A quartile is a value that divides an ordered data set into four equal parts, each containing (roughly) 25% of the observations. The three quartile values are:
– Q1 (lower/first quartile): the 25th percentile — about 25% of observations are ≤ Q1.
– Q2 (median/second quartile): the 50th percentile — about 50% of observations are ≤ Q2.
– Q3 (upper/third quartile): the 75th percentile — about 75% of observations are ≤ Q3.
Key takeaways
– Quartiles summarize the location and spread of a distribution and are robust to outliers.

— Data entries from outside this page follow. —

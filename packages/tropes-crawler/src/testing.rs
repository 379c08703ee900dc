//! Testing utilities: a scripted fetcher and HTML fixture builders.
//!
//! Lets registry and crawler code run end to end without touching the
//! network.

use async_trait::async_trait;
use std::collections::HashMap;
use std::sync::{Arc, RwLock};
use std::time::Duration;
use url::Url;

use crate::error::FetchError;
use crate::traits::fetcher::{FetchResponse, Fetcher};
use crate::types::config::FetchRequest;

/// Fetcher that serves canned responses by exact URL.
///
/// Unknown URLs get a 404. Clones share pages and call history, so a test
/// can hand one clone to the loader and keep another for assertions or
/// for changing pages between crawls.
#[derive(Default, Clone)]
pub struct MockFetcher {
    responses: Arc<RwLock<HashMap<String, FetchResponse>>>,
    failures: Arc<RwLock<HashMap<String, String>>>,
    calls: Arc<RwLock<Vec<String>>>,
    delay: Option<Duration>,
}

impl MockFetcher {
    pub fn new() -> Self {
        Self::default()
    }

    /// Serve `body` with status 200 for `url`.
    pub fn with_page(self, url: impl Into<String>, body: impl Into<String>) -> Self {
        self.set_page(url, body);
        self
    }

    /// Serve an empty body with `status` for `url`.
    pub fn with_status(self, url: impl Into<String>, status: u16) -> Self {
        self.responses
            .write()
            .unwrap()
            .insert(url.into(), FetchResponse::new(status, ""));
        self
    }

    /// Fail requests for `url` with a network error.
    pub fn with_network_error(self, url: impl Into<String>, reason: impl Into<String>) -> Self {
        self.failures.write().unwrap().insert(url.into(), reason.into());
        self
    }

    /// Sleep this long before answering each request.
    pub fn with_delay(mut self, delay: Duration) -> Self {
        self.delay = Some(delay);
        self
    }

    /// Replace (or add) the page served for `url`.
    pub fn set_page(&self, url: impl Into<String>, body: impl Into<String>) {
        self.responses
            .write()
            .unwrap()
            .insert(url.into(), FetchResponse::ok(body));
    }

    /// Stop serving `url`; later requests get a 404.
    pub fn remove_page(&self, url: &str) {
        self.responses.write().unwrap().remove(url);
    }

    /// URLs requested so far, in request order.
    pub fn calls(&self) -> Vec<String> {
        self.calls.read().unwrap().clone()
    }

    /// How many times `url` was requested.
    pub fn call_count(&self, url: &str) -> usize {
        self.calls.read().unwrap().iter().filter(|c| *c == url).count()
    }

    pub fn reset_calls(&self) {
        self.calls.write().unwrap().clear();
    }
}

#[async_trait]
impl Fetcher for MockFetcher {
    async fn fetch(&self, url: &Url, _request: &FetchRequest) -> Result<FetchResponse, FetchError> {
        self.calls.write().unwrap().push(url.to_string());

        if let Some(delay) = self.delay {
            tokio::time::sleep(delay).await;
        }

        if let Some(reason) = self.failures.read().unwrap().get(url.as_str()) {
            return Err(FetchError::Network {
                url: url.to_string(),
                source: reason.clone().into(),
            });
        }

        let response = self
            .responses
            .read()
            .unwrap()
            .get(url.as_str())
            .cloned()
            .unwrap_or_else(|| FetchResponse::new(404, ""));
        Ok(response)
    }
}

/// Minimal HTML page with a `<title>` and the given body markup.
pub fn html_page(title: &str, body: &str) -> String {
    format!(
        "<!DOCTYPE html>\n<html>\n<head><title>{}</title></head>\n<body>\n{}\n</body>\n</html>",
        title, body
    )
}

/// Listing page linking to each href, in order.
pub fn listing_html(hrefs: &[&str]) -> String {
    let items: String = hrefs
        .iter()
        .map(|href| format!("<li><a class=\"twikilink\" href=\"{}\">{}</a></li>\n", href, href))
        .collect();
    html_page("Page List", &format!("<ul>\n{}</ul>", items))
}

/// Plain page linking to each trope href.
pub fn work_html(title: &str, trope_hrefs: &[&str]) -> String {
    let mut fixture = WorkFixture::new(title);
    for href in trope_hrefs {
        fixture = fixture.trope(*href);
    }
    fixture.to_html()
}

/// Builder for a wiki work page.
#[derive(Debug, Clone, Default)]
pub struct WorkFixture {
    title: String,
    year: Option<String>,
    modified: Option<String>,
    tropes: Vec<String>,
    subpages: Vec<(String, bool)>,
}

impl WorkFixture {
    pub fn new(title: impl Into<String>) -> Self {
        Self {
            title: title.into(),
            ..Default::default()
        }
    }

    /// Publish date meta tag with this year.
    pub fn year(mut self, year: impl Into<String>) -> Self {
        self.year = Some(year.into());
        self
    }

    /// Last-modified meta tag (RFC 3339).
    pub fn modified(mut self, timestamp: impl Into<String>) -> Self {
        self.modified = Some(timestamp.into());
        self
    }

    pub fn trope(mut self, href: impl Into<String>) -> Self {
        self.tropes.push(href.into());
        self
    }

    /// Sub-page navigation link; `current` marks the page being viewed.
    pub fn subpage(mut self, href: impl Into<String>, current: bool) -> Self {
        self.subpages.push((href.into(), current));
        self
    }

    pub fn to_html(&self) -> String {
        let mut head = format!("<title>{}</title>\n", self.title);
        if let Some(modified) = &self.modified {
            head.push_str(&format!(
                "<meta property=\"article:modified_time\" content=\"{}\">\n",
                modified
            ));
        }
        if let Some(year) = &self.year {
            head.push_str(&format!("<meta itemprop=\"datePublished\" content=\"{}\">\n", year));
        }

        let mut body = format!("<h1 class=\"entry-title\">{}</h1>\n", self.title);
        if !self.subpages.is_empty() {
            body.push_str("<nav class=\"subpage-links\">\n");
            for (href, current) in &self.subpages {
                let class = if *current {
                    "subpage-link curr-subpage"
                } else {
                    "subpage-link"
                };
                body.push_str(&format!("<a class=\"{}\" href=\"{}\">{}</a>\n", class, href, href));
            }
            body.push_str("</nav>\n");
        }
        body.push_str("<div id=\"main-article\"><ul>\n");
        for href in &self.tropes {
            body.push_str(&format!("<li><a class=\"twikilink\" href=\"{}\">{}</a></li>\n", href, href));
        }
        body.push_str("</ul></div>\n");

        format!(
            "<!DOCTYPE html>\n<html>\n<head>\n{}</head>\n<body>\n{}</body>\n</html>",
            head, body
        )
    }
}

– The interquartile range (IQR = Q3 − Q1) measures the spread of the middle 50% of the data.
– Different software and textbooks use different computational conventions (interpolation, inclusive/exclusive), so results can differ slightly.
– Spreadsheets provide functions (MEDIAN, QUARTILE.*) for quick computation.
Role of quartiles in data analysis
– Describe central tendency and dispersion together (median + spread around it).
– Visualize distribution with boxplots (box spans Q1 to Q3, median inside, whiskers often at 1.5×IQR).
– Identify skewness: if median is closer to Q1 or Q3, the data are skewed.
– Detect outliers using the 1.5×IQR rule (points Q3 + 1.5×IQR).
How to calculate quartiles in a spreadsheet (practical steps)
1. Put your data in one column (no header) and sort if you like; sorting is not required for the functions to work.
2. Median:
• Excel / Google Sheets: =MEDIAN(range)
3. First and third quartiles:
• Excel (modern): =QUARTILE.INC(range,1) for Q1, =QUARTILE.INC(range,3) for Q3
• Excel (older versions): =QUARTILE(range,1) and =QUARTILE(range,3)
• Excel (exclusive variant): =QUARTILE.EXC(range,1) / =QUARTILE.EXC(range,3) (EXC uses a different percentile definition)
• Google Sheets: =QUARTILE(range,1) and =QUARTILE(range,3) (uses the inclusive method)
4. Interquartile range (IQR):
• =QUARTILE.INC(range,3) − QUARTILE.INC(range,1)
Notes:
– Many spreadsheet QUARTILE functions implement a particular percentile/interpolation rule; results may differ from a manual method that uses (n+1)p (see below).
Manual method for calculating quartiles (step‑by‑step)
This describes a common textbook procedure using the position formula position = (n + 1) × p, where p is the percentile expressed as a fraction (0.25, 0.50, 0.75)
1. Sort the data in ascending order.
2. Let n = number of observations.
3. For each quartile, compute the position:
• Q1 position = (n + 1) × 0.25
• Q2 position = (n + 1) × 0.50 (this gives the median)
• Q3 position = (n + 1) × 0.75
4. If a position is an integer k, the quartile is the kth value in the sorted list.
5. If a position is fractional, say k + d where 0 < d < 1, interpolate linearly:
quartile = (1 − d) × x_k + d × x_{k+1}
(where x_k is the kth ordered value and x_{k+1} is the next larger value)
Worked example (manual)
Data (sorted): 4, 7, 8, 9, 10, 12, 13, 15, 18, 20, 22 (n = 11)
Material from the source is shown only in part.